Рита взялась за тряпку, вставила ее в лентяйку и принялась тереть между кроватями. Мама оказалась права — пол покрыт линолеумом, никакой краски рыжего цвета. В коридоре — ковровые дорожки теплого желтовато-оранжевого цвета. На самом деле, корпус, в котором она жила, новый, светлый, с удобной мебелью, сверкающими раковинами и кафелем в душевых.
— Ты скоро? — спросила Рита из-под кровати. — Бери пылесос и…
— Никогда, — услышала она голос Любы, — не убирала и не буду.
— Как это? — Рита чуть не стукнулась головой об угол кровати.
— Обыкновенно, — отвечала Люба ленивым голосом. — Всегда найдется тот, кто за меня уберет. — Рита вынырнула из-под кровати, как выныривают из океана неосторожные пловцы, за которыми гонится акула. — Ты такая быстрая. Вон, уже сделала половину работы за меня. Давай до конца, а?
Рита уставилась на нее.
— Это еще почему? — Внутри вспыхнул огонь.
— А я тебе за это что-нибудь подарю, — продолжала Люба.
— Поищи дураков в другом месте, — прошипела Рита. — Я сделала свою половину, вот и все.
— Ладно, пойду поищу кого-нибудь. — Люба встала с кровати, накинула на себя белоснежный махровый халат и вышла из комнаты.
Очень скоро она вернулась с худенькой девочкой, наверное, класса на два ниже, чем они с Любой.
— Она уберет за меня, — Люба широко улыбалась Рите в лицо.

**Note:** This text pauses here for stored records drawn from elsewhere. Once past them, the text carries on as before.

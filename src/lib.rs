//! AssetDesk
//!
//! Core of an asset and employee tracking dashboard: an in-memory record
//! store, form validation, list search, and the create/update/delete/assign
//! operations the dashboard's dialogs call. The view layer is not part of
//! this crate; it drives an [`AppState`] and renders what it returns.

use std::sync::Arc;

pub mod clock;
pub mod config;
pub mod error;
pub mod logging;
pub mod models;
pub mod repository;
pub mod search;
pub mod services;
pub mod validation;

pub use crate::config::AppConfig;
pub use error::{AppError, AppResult};

use clock::{Clock, SystemClock};
use models::{Notification, Notifications, UserProfile};
use repository::Repository;
use services::{AssetsService, AuthService, EmployeesService, StatsService};

/// Session state: the record store, the logged-in user and pending toasts
pub struct AppState {
    pub config: Arc<AppConfig>,
    repository: Repository,
    session: Option<UserProfile>,
    notifications: Notifications,
    clock: Box<dyn Clock>,
}

impl AppState {
    /// New session on the wall clock
    pub fn new(config: AppConfig) -> Self {
        Self::with_clock(config, Box::new(SystemClock))
    }

    pub fn with_clock(config: AppConfig, clock: Box<dyn Clock>) -> Self {
        let repository = if config.store.seed_demo_data {
            Repository::seeded(config.activity.capacity)
        } else {
            Repository::new(config.activity.capacity)
        };
        tracing::debug!(
            "Session store ready: {} assets, {} employees",
            repository.assets_list().len(),
            repository.employees_list().len()
        );
        Self {
            config: Arc::new(config),
            repository,
            session: None,
            notifications: Notifications::default(),
            clock,
        }
    }

    pub fn repository(&self) -> &Repository {
        &self.repository
    }

    pub fn current_user(&self) -> Option<&UserProfile> {
        self.session.as_ref()
    }

    pub fn assets(&mut self) -> AssetsService<'_> {
        AssetsService::new(&mut self.repository, &mut self.notifications, self.clock.as_ref())
    }

    pub fn employees(&mut self) -> EmployeesService<'_> {
        EmployeesService::new(&mut self.repository, &mut self.notifications, self.clock.as_ref())
    }

    pub fn auth(&mut self) -> AuthService<'_> {
        AuthService::new(&self.config.auth, &mut self.session, &mut self.notifications)
    }

    pub fn dashboard(&self) -> StatsService<'_> {
        StatsService::new(&self.repository, &self.config.dashboard, self.clock.as_ref())
    }

    pub fn notifications(&self) -> &[Notification] {
        self.notifications.pending()
    }

    /// Hand pending toasts to the view layer
    pub fn take_notifications(&mut self) -> Vec<Notification> {
        self.notifications.drain()
    }
}
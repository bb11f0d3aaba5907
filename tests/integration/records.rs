use std::sync::Arc;

use assetdesk::{
    models::{AssetForm, AssetId, AssetStatus, AssignmentForm, Department, EmployeeForm},
    AppError,
};

use crate::common::{asset_form, assert_holdings_consistent, empty_state, employee_form, seeded_state, today};

fn assignment(employee: &str, department: &str) -> AssignmentForm {
    AssignmentForm {
        employee_name: employee.to_string(),
        department: department.to_string(),
        assignment_date: today().to_string(),
    }
}

#[test]
fn test_ids_follow_creation_order() {
    let mut state = empty_state();
    let mut assets = state.assets();
    let ids: Vec<String> = ["A", "B", "C", "D"]
        .iter()
        .map(|name| assets.create(&asset_form(name, "Mouse", name)).unwrap().id.to_string())
        .collect();
    assert_eq!(ids, vec!["AST-001", "AST-002", "AST-003", "AST-004"]);
}

#[test]
fn test_delete_newest_then_create_gets_fresh_id() {
    let mut state = empty_state();
    let mut assets = state.assets();
    assets.create(&asset_form("A", "Mouse", "A-1")).unwrap();
    let b = assets.create(&asset_form("B", "Mouse", "B-1")).unwrap();
    assets.delete(b.id);
    let c = assets.create(&asset_form("C", "Mouse", "C-1")).unwrap();
    assert_eq!(c.id.to_string(), "AST-003");
    assert_eq!(assets.list().len(), 2);

    let mut employees = state.employees();
    let e1 = employees.create(&employee_form("One", "one@company.com", "IT")).unwrap();
    employees.delete(e1.id);
    let e2 = employees.create(&employee_form("Two", "two@company.com", "IT")).unwrap();
    assert_eq!(e2.id.to_string(), "EMP-002");
}

#[test]
fn test_delete_is_idempotent() {
    let mut state = seeded_state();
    let id: AssetId = "AST-002".parse().unwrap();
    assert!(state.assets().delete(id).is_some());
    state.take_notifications();

    let revision = state.repository().revision();
    let snapshot = state.repository().assets_list();
    assert!(state.assets().delete(id).is_none());
    assert!(state
        .assets()
        .update(id, &asset_form("Dell Monitor 27\"", "Monitor", "DM-2023-045"))
        .unwrap()
        .is_none());
    assert_eq!(state.repository().revision(), revision);
    assert!(Arc::ptr_eq(&snapshot, &state.repository().assets_list()));
    assert!(state.notifications().is_empty());
}

#[test]
fn test_every_mutation_replaces_the_collection() {
    let mut state = seeded_state();
    let before = state.repository().assets_list();
    let id: AssetId = "AST-002".parse().unwrap();

    state.assets().assign(id, &assignment("Mike Chen", "Design")).unwrap();
    let after_assign = state.repository().assets_list();
    assert!(!Arc::ptr_eq(&before, &after_assign));
    assert_eq!(before[1].status, AssetStatus::Available);
    assert_eq!(after_assign[1].status, AssetStatus::Assigned);
}

#[test]
fn test_edit_merges_and_keeps_assignment() {
    let mut state = seeded_state();
    let id: AssetId = "AST-001".parse().unwrap();
    let mut form = AssetForm::from_asset(&state.assets().get(id).unwrap());
    form.name = "MacBook Pro 16\" (M3)".to_string();

    let updated = state.assets().update(id, &form).unwrap().unwrap();
    assert_eq!(updated.status, AssetStatus::Assigned);
    assert_eq!(updated.assigned_to.as_deref(), Some("Sarah Johnson"));
    assert_eq!(updated.serial_number, "MBP-2023-001");

    let sarah = state.repository().employees_get_by_name("Sarah Johnson").unwrap();
    assert_eq!(sarah.assigned_assets, vec!["MacBook Pro 16\" (M3)".to_string()]);
}

#[test]
fn test_assign_available_then_reassign() {
    let mut state = seeded_state();
    let id: AssetId = "AST-002".parse().unwrap();

    let asset = state
        .assets()
        .assign(id, &assignment("Sarah Johnson", "Engineering"))
        .unwrap()
        .unwrap();
    assert_eq!(asset.status, AssetStatus::Assigned);
    assert_eq!(asset.assigned_to.as_deref(), Some("Sarah Johnson"));
    assert_eq!(asset.department, Some(Department::Engineering));

    let asset = state
        .assets()
        .assign(id, &assignment("Mike Chen", "Design"))
        .unwrap()
        .unwrap();
    assert_eq!(asset.assigned_to.as_deref(), Some("Mike Chen"));

    let repo = state.repository();
    let sarah = repo.employees_get_by_name("Sarah Johnson").unwrap();
    let mike = repo.employees_get_by_name("Mike Chen").unwrap();
    assert!(!sarah.assigned_assets.contains(&"Dell Monitor 27\"".to_string()));
    assert!(mike.assigned_assets.contains(&"Dell Monitor 27\"".to_string()));
}

#[test]
fn test_assign_rejects_past_date() {
    let mut state = seeded_state();
    let id: AssetId = "AST-002".parse().unwrap();
    let mut form = assignment("Sarah Johnson", "Engineering");
    form.assignment_date = today().pred_opt().unwrap().to_string();

    let err = state.assets().assign(id, &form).unwrap_err();
    let errors = err.field_errors().unwrap();
    assert_eq!(errors.get("assignmentDate"), Some("Assignment date cannot be in the past"));
    assert_eq!(state.assets().get(id).unwrap().status, AssetStatus::Available);
}

#[test]
fn test_picker_prefills_department() {
    let mut state = seeded_state();
    let assets = state.assets();
    let mut form = assets.assignment_form();
    assets.pick_assignee(&mut form, "Emma Davis");
    assert_eq!(form.department, "Marketing");
    assert_eq!(form.assignment_date, today().to_string());
    assert_eq!(assets.assignees().len(), 3);
}

#[test]
fn test_return_and_maintenance() {
    let mut state = seeded_state();
    let id: AssetId = "AST-001".parse().unwrap();

    let returned = state.assets().return_asset(id).unwrap();
    assert_eq!(returned.status, AssetStatus::Available);
    assert!(returned.assigned_to.is_none());
    assert!(returned.department.is_none());
    assert!(state
        .repository()
        .employees_get_by_name("Sarah Johnson")
        .unwrap()
        .assigned_assets
        .is_empty());

    let serviced = state.assets().send_to_maintenance(id).unwrap();
    assert_eq!(serviced.status, AssetStatus::Maintenance);
}

#[test]
fn test_search_assets() {
    let mut state = seeded_state();
    let assets = state.assets();
    let names: Vec<String> = assets.search("mac").into_iter().map(|a| a.name).collect();
    assert_eq!(
        names,
        vec!["MacBook Pro 16\"".to_string(), "iMac 27\"".to_string(), "MacBook Air".to_string()]
    );
    assert_eq!(assets.search("").len(), assets.list().len());
    assert_eq!(assets.search("dm-2023")[0].name, "Dell Monitor 27\"");
}

#[test]
fn test_search_employees() {
    let mut state = seeded_state();
    let employees = state.employees();
    assert_eq!(employees.search("design")[0].name, "Mike Chen");
    assert_eq!(employees.search("@company.com").len(), 3);
    assert!(employees.search("finance").is_empty());
}

#[test]
fn test_employee_delete_releases_assets() {
    let mut state = seeded_state();
    let emma = state.repository().employees_get_by_name("Emma Davis").unwrap().id;
    assert_eq!(state.employees().holdings(emma).unwrap().len(), 2);

    state.employees().delete(emma);
    let repo = state.repository();
    assert!(repo.assets_held_by("Emma Davis").is_empty());
    let ipad = repo.assets_list().iter().find(|a| a.name == "iPad Pro").cloned().unwrap();
    assert_eq!(ipad.status, AssetStatus::Available);
}

#[test]
fn test_employee_form_errors_block_creation() {
    let mut state = empty_state();
    let err = state.employees().create(&EmployeeForm::default()).unwrap_err();
    match err {
        AppError::Validation(errors) => assert_eq!(errors.len(), 4),
        other => panic!("unexpected error: {other}"),
    }
    assert!(state.employees().list().is_empty());
}

#[test]
fn test_toasts() {
    let mut state = empty_state();
    let asset = state.assets().create(&asset_form("Jabra Evolve", "Headset", "JE-1")).unwrap();
    state.assets().delete(asset.id);
    let toasts = state.take_notifications();
    let titles: Vec<&str> = toasts.iter().map(|t| t.title.as_str()).collect();
    assert_eq!(titles, vec!["Asset Added", "Asset Deleted"]);
    assert_eq!(toasts[0].description, "Jabra Evolve has been successfully added.");
    assert!(state.notifications().is_empty());
}

#[test]
fn test_rename_one_of_two_identical_assets() {
    let mut state = seeded_state();
    let first = state.assets().create(&asset_form("Wireless Mouse", "Mouse", "WM-1")).unwrap();
    let second = state.assets().create(&asset_form("Wireless Mouse", "Mouse", "WM-2")).unwrap();
    for id in [first.id, second.id] {
        state.assets().assign(id, &assignment("Sarah Johnson", "Engineering")).unwrap();
    }

    let mut form = AssetForm::from_asset(&first);
    form.name = "Logitech MX".to_string();
    state.assets().update(first.id, &form).unwrap();

    let sarah = state.repository().employees_get_by_name("Sarah Johnson").unwrap().clone();
    let mut listed = sarah.assigned_assets.clone();
    listed.sort();
    assert_eq!(listed, vec!["Logitech MX", "MacBook Pro 16\"", "Wireless Mouse"]);
    assert_holdings_consistent(&state);
}

#[test]
fn test_assignee_must_exist() {
    let mut state = seeded_state();
    let id: AssetId = "AST-002".parse().unwrap();

    let err = state.assets().assign(id, &assignment("Lisa Wang", "HR")).unwrap_err();
    assert!(err.field_errors().unwrap().contains("employeeName"));
    assert!(state.repository().assets_held_by("Lisa Wang").is_empty());

    state
        .employees()
        .create(&employee_form("Lisa Wang", "lisa.wang@company.com", "HR"))
        .unwrap();
    state.assets().assign(id, &assignment("Lisa Wang", "HR")).unwrap();
    let lisa = state.repository().employees_get_by_name("Lisa Wang").unwrap();
    assert_eq!(lisa.assigned_assets, vec!["Dell Monitor 27\"".to_string()]);
    assert_holdings_consistent(&state);
}

#[test]
fn test_employee_names_are_unique() {
    let mut state = seeded_state();
    let err = state
        .employees()
        .create(&employee_form("Mike Chen", "m.chen@company.com", "Design"))
        .unwrap_err();
    assert!(err.field_errors().unwrap().contains("name"));

    let emma = state.repository().employees_get_by_name("Emma Davis").unwrap().clone();
    let mut rename = EmployeeForm::from_employee(&emma);
    rename.name = "Sarah Johnson".to_string();
    assert!(state.employees().update(emma.id, &rename).is_err());
    assert_eq!(state.repository().assets_held_by("Emma Davis").len(), 2);
    assert_eq!(state.repository().employees_list().len(), 3);
    assert_holdings_consistent(&state);
}

#[test]
fn test_holdings_consistent_through_a_session() {
    let mut state = seeded_state();
    assert_holdings_consistent(&state);

    let monitor: AssetId = "AST-002".parse().unwrap();
    let laptop: AssetId = "AST-001".parse().unwrap();
    state.assets().assign(monitor, &assignment("Emma Davis", "Marketing")).unwrap();
    state.assets().assign(laptop, &assignment("Mike Chen", "Design")).unwrap();
    assert_holdings_consistent(&state);

    let mike = state.repository().employees_get_by_name("Mike Chen").unwrap().clone();
    let mut rename = EmployeeForm::from_employee(&mike);
    rename.name = "Michael Chen".to_string();
    state.employees().update(mike.id, &rename).unwrap();
    assert_holdings_consistent(&state);

    state.assets().send_to_maintenance(monitor);
    state.employees().delete(mike.id);
    assert_holdings_consistent(&state);
    assert!(state.repository().assets_held_by("Michael Chen").is_empty());
}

Рита перевела взгляд на девочку, которая быстро включила пылесос и принялась водить щеткой по короткому ворсу ковра. «В конце концов, ее никто не принуждал, она сама согласилась», — решила Рита. Она пожала плечами и молча отвернулась.
Когда гудение прекратилось, Рита услышала голос Любы:
— Бери. Спасибо тебе. Придешь в следующий раз?
— Ага, — тихо ответила девочка.
Она не видела, что дала Люба, но по голосу было ясно — она рада.
— Видала? — спросила Люба. — Я дала ей помаду. Немного начатую, но все равно фирменную. Ей никогда такую не купить. А отец привезет мне их столько, всяких помад-румян, сколько я захочу.
Класс, в который пришла Рита, оказался небольшой, всего двенадцать человек. Ивана Гришкина она заметила сразу — его темные глаза впились в нее, как только она вошла в кабинет.